Background
With increasing levels of international and internal migration in low- and middle-income countries, the health implications of mobility are a growing focus of attention. As countries seek to fulfil the targets set out in the United Nations Sustainable Development Goals, the need to consider geographically mobile populations in planning and policy has been emphasised [
1]. In recognition of the sparse evidence on the migration and health relationship, development agencies, policy makers and the research community have been called upon to urgently address these knowledge gaps [
2]. Understanding the dynamics of migration and health both regionally and globally is a public health priority. It is imperative in moving towards universal health coverage that mobile individuals are incorporated into policy and planning [
3].
Internal migration, the movement of people within a country’s borders, and urbanisation have been proceeding more rapidly in Africa than many other regions. Africa’s urban population is expected to increase from 43 to 59% by the year 2050 [
4], while the intensities and types of movements occurring within African countries are diverse and multifaceted [
5,
6]. Comparable data on levels of internal migration in Africa are limited, with South Africa and Zambia displaying higher levels of internal migration among countries in the Southern African region [
6]. Within South Africa, geographic mobility is prevalent as people engage in both permanent relocation, as well as circular and temporary movement. Circular migration was historically connected with the Apartheid system of movement control, where black South Africans, who were recruited to work in mines and urban centres, were restricted from permanently settling in these areas [
7]. This resulted in members of the work force, typically male, oscillating between urban work places and rural permanent homes [
8]. Indeed South and Southern Africa’s economic foundation was built on both internal and cross-border labour migration, with migrant remittances providing significant support to origin households and communities [
9]. These interconnections between urban and rural areas have persisted post-Apartheid. In contemporary South Africa, the prevalence of internal migration, which is largely labour related, far exceeds that of cross-border movement, with the most recent population census indicating 5% of the population had moved within the country in the 5 years preceding the census, compared with 1% of the population having immigrated from outside of the country’s borders [
10]. Internal migration in South Africa may take on multiple forms and is undertaken by a diverse range of individuals. Recent analysis of South Africa’s 2011 population census highlights age, gender and education as key individual-level predictors and correlates of internal migration [
11]. Employment and job seeking are often drivers of such movement, with municipalities that have higher unemployment levels experiencing relatively higher levels of out-migration [
11]. Internal migration is most commonly undertaken by young adults and internal migration streams, while still predominantly male, are becoming increasingly feminised [
11,
12]. While the largest proportion of movements occurring internally in South Africa involve a net distribution toward more urban settlement types, there remain strong, continuing inter-connections between rural and urban areas of the country [
10]. Interregional migration and urbanisation are typically associated with individual and societal socioeconomic improvement; yet, any migration poses a challenge to the planning of health and social systems, which is often premised on a stable catchment population. The temporary and circulatory nature of contemporary internal movements exacerbates this challenge. It is therefore important to gain a better understanding of the levels and trends of internal mobility in the country, as well as the impacts of such mobility on productivity, health and wellbeing.
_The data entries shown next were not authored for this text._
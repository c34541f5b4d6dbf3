// End-to-end pipeline tests with scripted collaborators.
//
// The coordinator must always terminate with a report: collaborator
// failures degrade stages, only storage failure aborts the job.

use std::collections::VecDeque;
use std::path::PathBuf;
use std::sync::{Arc, Mutex};
use std::time::Duration;

use anyhow::{anyhow, Result};
use async_trait::async_trait;
use tempfile::TempDir;
use vox_scribe::audio::{PerUserRecorder, TaggedFrame};
use vox_scribe::deliver::Attachment;
use vox_scribe::{
    PipelineCoordinator, PipelineJob, PipelineOutcome, PipelineSettings, RecapPoster, StageState,
    Summarizer, Transcriber, Transcription,
};

const SID: &str = "20250817_193042";

fn frame(participant: &str, pcm: Vec<i16>) -> TaggedFrame {
    TaggedFrame {
        participant_id: participant.to_string(),
        pcm,
        sample_rate: 48000,
        channels: 2,
        offset_ms: 0,
    }
}

fn job(dir: &TempDir) -> PipelineJob {
    PipelineJob {
        session_id: SID.to_string(),
        room: "room1".to_string(),
        session_dir: dir.path().to_path_buf(),
        recap_prompt: "Write a recap.".to_string(),
    }
}

fn settings() -> PipelineSettings {
    PipelineSettings {
        stage_retries: 1,
        job_timeout: Duration::from_secs(60),
        chunk_chars: 12000,
    }
}

fn recorder_with_audio(dir: &TempDir) -> PerUserRecorder {
    let mut recorder = PerUserRecorder::new(SID.to_string(), dir.path().to_path_buf());
    recorder.ingest(frame("alice", vec![1, 2, 3, 4]));
    recorder
}

/// Replays a script of transcription results; hangs forever once asked to.
struct FakeTranscriber {
    script: Mutex<VecDeque<Result<Transcription, String>>>,
    hang: bool,
}

impl FakeTranscriber {
    fn scripted(script: Vec<Result<Transcription, String>>) -> Self {
        Self {
            script: Mutex::new(script.into()),
            hang: false,
        }
    }

    fn ok(text: &str) -> Result<Transcription, String> {
        Ok(Transcription {
            transcript_text: text.to_string(),
            captions: None,
        })
    }

    fn hanging() -> Self {
        Self {
            script: Mutex::new(VecDeque::new()),
            hang: true,
        }
    }
}

#[async_trait]
impl Transcriber for FakeTranscriber {
    async fn transcribe(&self, _session_id: &str, _artifacts: &[PathBuf]) -> Result<Transcription> {
        if self.hang {
            tokio::time::sleep(Duration::from_secs(3600)).await;
        }
        match self.script.lock().unwrap().pop_front() {
            Some(Ok(t)) => Ok(t),
            Some(Err(e)) => Err(anyhow!(e)),
            None => Err(anyhow!("transcriber script exhausted")),
        }
    }
}

/// Echoes its input text back as the summary; fails on a trigger marker.
struct EchoSummarizer;

#[async_trait]
impl Summarizer for EchoSummarizer {
    async fn summarize(&self, _prompt: &str, text: &str) -> Result<String> {
        if text.contains("FAILME") {
            return Err(anyhow!("model refused"));
        }
        Ok(text.to_string())
    }
}

/// Records every delivery; optionally fails all of them.
struct RecordingPoster {
    posts: Mutex<Vec<(String, String, Vec<String>)>>,
    fail: bool,
}

impl RecordingPoster {
    fn new() -> Self {
        Self {
            posts: Mutex::new(Vec::new()),
            fail: false,
        }
    }

    fn failing() -> Self {
        Self {
            fail: true,
            ..Self::new()
        }
    }

    fn recorded(&self) -> Vec<(String, String, Vec<String>)> {
        self.posts.lock().unwrap().clone()
    }
}

#[async_trait]
impl RecapPoster for RecordingPoster {
    async fn post(&self, room: &str, text: &str, attachments: &[Attachment]) -> Result<()> {
        if self.fail {
            return Err(anyhow!("webhook returned 503"));
        }
        let names = attachments.iter().map(|a| a.file_name.clone()).collect();
        self.posts
            .lock()
            .unwrap()
            .push((room.to_string(), text.to_string(), names));
        Ok(())
    }
}

fn coordinator(
    transcriber: FakeTranscriber,
    poster: Arc<RecordingPoster>,
    settings: PipelineSettings,
) -> PipelineCoordinator {
    PipelineCoordinator::new(
        Arc::new(transcriber),
        Arc::new(EchoSummarizer),
        poster,
        settings,
    )
}

#[tokio::test]
async fn test_happy_path_posts_recap() {
    let dir = TempDir::new().unwrap();
    let mut recorder = recorder_with_audio(&dir);
    let poster = Arc::new(RecordingPoster::new());
    let coord = coordinator(
        FakeTranscriber::scripted(vec![FakeTranscriber::ok("alice: hello everyone")]),
        poster.clone(),
        settings(),
    );

    let report = coord.run(&job(&dir), &mut recorder).await;

    assert_eq!(report.outcome, PipelineOutcome::Success);
    assert_eq!(report.flush.state, StageState::Success);
    assert_eq!(report.transcribe.state, StageState::Success);
    assert_eq!(report.transcribe.attempts, 1);
    assert_eq!(report.summarize.state, StageState::Success);
    assert_eq!(report.deliver.state, StageState::Success);
    assert_eq!(report.artifacts.len(), 1);

    let posts = poster.recorded();
    assert_eq!(posts.len(), 1);
    assert_eq!(posts[0].0, "room1");
    assert_eq!(posts[0].1, "alice: hello everyone");

    // transcript persisted next to the audio
    let txt = std::fs::read_to_string(dir.path().join("transcript.txt")).unwrap();
    assert_eq!(txt, "alice: hello everyone");
}

#[tokio::test]
async fn test_transcriber_outage_still_delivers_a_recap() {
    let dir = TempDir::new().unwrap();
    let mut recorder = recorder_with_audio(&dir);
    let poster = Arc::new(RecordingPoster::new());
    let coord = coordinator(
        FakeTranscriber::scripted(vec![
            Err("connection refused".to_string()),
            Err("connection refused".to_string()),
        ]),
        poster.clone(),
        settings(),
    );

    let report = coord.run(&job(&dir), &mut recorder).await;

    assert_eq!(report.transcribe.state, StageState::Failed);
    assert_eq!(report.transcribe.attempts, 2);
    assert_eq!(report.summarize.state, StageState::Degraded);
    assert_eq!(report.deliver.state, StageState::Success);
    assert_eq!(report.outcome, PipelineOutcome::Partial);

    // something was still posted so the room is not left silent
    let posts = poster.recorded();
    assert_eq!(posts.len(), 1);
    assert!(posts[0].1.contains("nothing to summarize"));
}

#[tokio::test]
async fn test_transient_transcriber_error_is_retried() {
    let dir = TempDir::new().unwrap();
    let mut recorder = recorder_with_audio(&dir);
    let poster = Arc::new(RecordingPoster::new());
    let coord = coordinator(
        FakeTranscriber::scripted(vec![
            Err("timeout".to_string()),
            FakeTranscriber::ok("bob: we made it"),
        ]),
        poster.clone(),
        settings(),
    );

    let report = coord.run(&job(&dir), &mut recorder).await;

    assert_eq!(report.outcome, PipelineOutcome::Success);
    assert_eq!(report.transcribe.state, StageState::Success);
    assert_eq!(report.transcribe.attempts, 2);
    assert_eq!(poster.recorded()[0].1, "bob: we made it");
}

#[tokio::test]
async fn test_silent_session_posts_stub_recap_without_transcribing() {
    let dir = TempDir::new().unwrap();
    let mut recorder = PerUserRecorder::new(SID.to_string(), dir.path().to_path_buf());
    let poster = Arc::new(RecordingPoster::new());
    let transcriber = FakeTranscriber::scripted(vec![]);
    let coord = coordinator(transcriber, poster.clone(), settings());

    let report = coord.run(&job(&dir), &mut recorder).await;

    assert_eq!(report.transcribe.state, StageState::Degraded);
    assert_eq!(report.transcribe.attempts, 0);
    assert_eq!(report.summarize.state, StageState::Degraded);
    assert_eq!(report.deliver.state, StageState::Success);
    assert_eq!(report.outcome, PipelineOutcome::Partial);
    assert!(report.artifacts.is_empty());
    assert!(poster.recorded()[0].1.contains("nothing to summarize"));
}

#[tokio::test]
async fn test_delivery_failure_is_terminal_but_reported() {
    let dir = TempDir::new().unwrap();
    let mut recorder = recorder_with_audio(&dir);
    let poster = Arc::new(RecordingPoster::failing());
    let coord = coordinator(
        FakeTranscriber::scripted(vec![FakeTranscriber::ok("short talk")]),
        poster.clone(),
        settings(),
    );

    let report = coord.run(&job(&dir), &mut recorder).await;

    assert_eq!(report.deliver.state, StageState::Failed);
    assert_eq!(report.deliver.attempts, 2);
    assert_eq!(report.outcome, PipelineOutcome::Partial);

    // audio artifact stays on disk for manual recovery
    assert!(report.artifacts[0].path.exists());
}

#[tokio::test]
async fn test_storage_failure_aborts_with_remaining_stages_skipped() {
    let dir = TempDir::new().unwrap();
    let blocker = dir.path().join("blocker");
    std::fs::write(&blocker, b"x").unwrap();

    let mut recorder = PerUserRecorder::new(SID.to_string(), blocker.join("nested"));
    recorder.ingest(frame("alice", vec![1]));

    let poster = Arc::new(RecordingPoster::new());
    let coord = coordinator(FakeTranscriber::scripted(vec![]), poster.clone(), settings());

    let report = coord.run(&job(&dir), &mut recorder).await;

    assert_eq!(report.flush.state, StageState::Failed);
    assert_eq!(report.flush.attempts, 2);
    assert_eq!(report.transcribe.state, StageState::Skipped);
    assert_eq!(report.summarize.state, StageState::Skipped);
    assert_eq!(report.deliver.state, StageState::Skipped);
    assert_eq!(report.outcome, PipelineOutcome::Failed);
    assert!(poster.recorded().is_empty());
}

#[tokio::test(start_paused = true)]
async fn test_job_deadline_fails_the_stage_in_flight() {
    let dir = TempDir::new().unwrap();
    let mut recorder = recorder_with_audio(&dir);
    let poster = Arc::new(RecordingPoster::new());
    let coord = coordinator(FakeTranscriber::hanging(), poster.clone(), settings());

    let report = coord.run(&job(&dir), &mut recorder).await;

    assert_eq!(report.flush.state, StageState::Success);
    assert_eq!(report.transcribe.state, StageState::Failed);
    assert_eq!(
        report.transcribe.detail.as_deref(),
        Some("job timeout exceeded")
    );
    assert_eq!(report.summarize.state, StageState::Skipped);
    assert_eq!(report.deliver.state, StageState::Skipped);
    assert_eq!(report.outcome, PipelineOutcome::Failed);
    assert!(poster.recorded().is_empty());
}

#[tokio::test]
async fn test_failed_chunk_degrades_with_placeholder_in_recap() {
    let dir = TempDir::new().unwrap();
    let mut recorder = recorder_with_audio(&dir);
    let poster = Arc::new(RecordingPoster::new());

    // three paragraphs, forced into separate chunks; the middle one trips
    // the summarizer
    let transcript = "first part of the session talk.\n\n\
                      middle part FAILME right here.\n\n\
                      closing part of the session talk.";

    let mut s = settings();
    s.chunk_chars = 40;
    let coord = coordinator(
        FakeTranscriber::scripted(vec![FakeTranscriber::ok(transcript)]),
        poster.clone(),
        s,
    );

    let report = coord.run(&job(&dir), &mut recorder).await;

    assert_eq!(report.summarize.state, StageState::Degraded);
    assert!(report
        .summarize
        .detail
        .as_deref()
        .unwrap()
        .contains("chunk summaries unavailable"));
    assert_eq!(report.outcome, PipelineOutcome::Partial);

    let posted = &poster.recorded()[0].1;
    assert!(posted.contains("[Chunk"));
    assert!(posted.contains("first part"));
    assert!(posted.contains("closing part"));
}

#[tokio::test]
async fn test_captions_are_persisted_and_attached() {
    let dir = TempDir::new().unwrap();
    let mut recorder = recorder_with_audio(&dir);
    let poster = Arc::new(RecordingPoster::new());
    let coord = coordinator(
        FakeTranscriber::scripted(vec![Ok(Transcription {
            transcript_text: "alice: hi".to_string(),
            captions: Some("1\n00:00:00,000 --> 00:00:01,000\nhi\n".to_string()),
        })]),
        poster.clone(),
        settings(),
    );

    let report = coord.run(&job(&dir), &mut recorder).await;

    assert_eq!(report.outcome, PipelineOutcome::Success);
    assert!(dir.path().join("transcript.srt").exists());

    let posts = poster.recorded();
    assert_eq!(posts[0].2, vec![format!("{SID}_transcript.srt")]);
}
The relationship between migration and health is complex and presents methodological challenges. The health status of migrants may differ from that of non-migrants prior to migrating, at the time of migration and thereafter, making it difficult to disentangle selection effects and the direct effects of migration [
13,
14]. Indeed many comparisons of migrants and non-migrants (or urban and rural residents), while identifying differentials at a point in time, are insufficiently attentive to these selection mechanisms. Furthermore, the event of migration itself may produce health changes at key stages of the life course, often attributed to the stress of relocation or the action of repeated movements. Following relocation, migrants are often exposed to a different social, environmental and health regime [
15]. These have been described as disruption effects that occur around the time of migration [
16‐
18]. It follows that mobility, which results in an altered set of circumstances, may compromise healthcare access and continuity of care for individuals requiring treatment for chronic conditions.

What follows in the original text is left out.